(Task inputs begins)

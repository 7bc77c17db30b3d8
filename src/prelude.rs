//! mlkit prelude.
//!
//! This module contains the most used types, type aliases, traits and
//! functions that you can import easily as a group.
//!

#[doc(no_inline)]
pub use crate::error::{Error, ErrorKind, Result};

#[doc(no_inline)]
pub use crate::traits::*;

#[doc(no_inline)]
pub use crate::param_guard::ParamGuard;

#[doc(no_inline)]
pub use crate::dataset::{Dataset, DatasetBase, DatasetView, Float, Label, Records};

#[doc(no_inline)]
pub use crate::metrics_classification::{ConfusionMatrix, ToConfusionMatrix};

#[doc(no_inline)]
pub use crate::metrics_regression::Regression;
use criterion::{criterion_group, criterion_main, BenchmarkId, Criterion};
use mlkit::{traits::Fit, Dataset};
use mlkit_nn::{distance::L2Dist, KnnParams};
use ndarray::{Array1, Array2};
use ndarray_rand::{rand::SeedableRng, rand_distr::Uniform, RandomExt};
use rand_xoshiro::Xoshiro256Plus;

fn predict_batch_bench(c: &mut Criterion) {
    let mut rng = Xoshiro256Plus::seed_from_u64(40);
    let mut benchmark = c.benchmark_group("predict_batch");
    let n_features = 3;
    let n_queries = 100;
    let distr = Uniform::new(-500., 500.);

    for &(n_points, k) in &[(1000, 5), (10000, 5), (10000, 100)] {
        let records = Array2::random_using((n_points, n_features), distr, &mut rng);
        let targets = Array1::random_using(n_points, Uniform::new(0usize, 4), &mut rng);
        let train = Dataset::new(records, targets);
        let queries = Array2::random_using((n_queries, n_features), distr, &mut rng);

        let model = KnnParams::with_distance(L2Dist).k(k).fit(&train).unwrap();
        benchmark.bench_with_input(
            BenchmarkId::new("linear search", format!("{}-{}", n_points, k)),
            &queries,
            |bencher, queries| {
                bencher.iter(|| {
                    let out = model.predict_batch(queries).unwrap();
                    assert_eq!(out.len(), n_queries);
                });
            },
        );
    }

    benchmark.finish();
}

criterion_group!(benches, predict_batch_bench);
criterion_main!(benches);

(Task inputs ends)

■ **Task prompt**
Your task is to reproduce exactly the lines from the one with "aliases, traits and" through the end of the listing. Both ends belong in the answer.

■ **Response below**
//! This module contains the most used types, type aliases, traits and
//! functions that you can import easily as a group.
//!

#[doc(no_inline)]
pub use crate::error::{Error, ErrorKind, Result};

#[doc(no_inline)]
pub use crate::traits::*;

#[doc(no_inline)]
pub use crate::param_guard::ParamGuard;

#[doc(no_inline)]
pub use crate::dataset::{Dataset, DatasetBase, DatasetView, Float, Label, Records};

#[doc(no_inline)]
pub use crate::metrics_classification::{ConfusionMatrix, ToConfusionMatrix};

#[doc(no_inline)]
pub use crate::metrics_regression::Regression;
use criterion::{criterion_group, criterion_main, BenchmarkId, Criterion};
use mlkit::{traits::Fit, Dataset};
use mlkit_nn::{distance::L2Dist, KnnParams};
use ndarray::{Array1, Array2};
use ndarray_rand::{rand::SeedableRng, rand_distr::Uniform, RandomExt};
use rand_xoshiro::Xoshiro256Plus;

fn predict_batch_bench(c: &mut Criterion) {
    let mut rng = Xoshiro256Plus::seed_from_u64(40);
    let mut benchmark = c.benchmark_group("predict_batch");
    let n_features = 3;
    let n_queries = 100;
    let distr = Uniform::new(-500., 500.);

    for &(n_points, k) in &[(1000, 5), (10000, 5), (10000, 100)] {
        let records = Array2::random_using((n_points, n_features), distr, &mut rng);
        let targets = Array1::random_using(n_points, Uniform::new(0usize, 4), &mut rng);
        let train = Dataset::new(records, targets);
        let queries = Array2::random_using((n_queries, n_features), distr, &mut rng);

        let model = KnnParams::with_distance(L2Dist).k(k).fit(&train).unwrap();
        benchmark.bench_with_input(
            BenchmarkId::new("linear search", format!("{}-{}", n_points, k)),
            &queries,
            |bencher, queries| {
                bencher.iter(|| {
                    let out = model.predict_batch(queries).unwrap();
                    assert_eq!(out.len(), n_queries);
                });
            },
        );
    }

    benchmark.finish();
}

criterion_group!(benches, predict_batch_bench);
criterion_main!(benches);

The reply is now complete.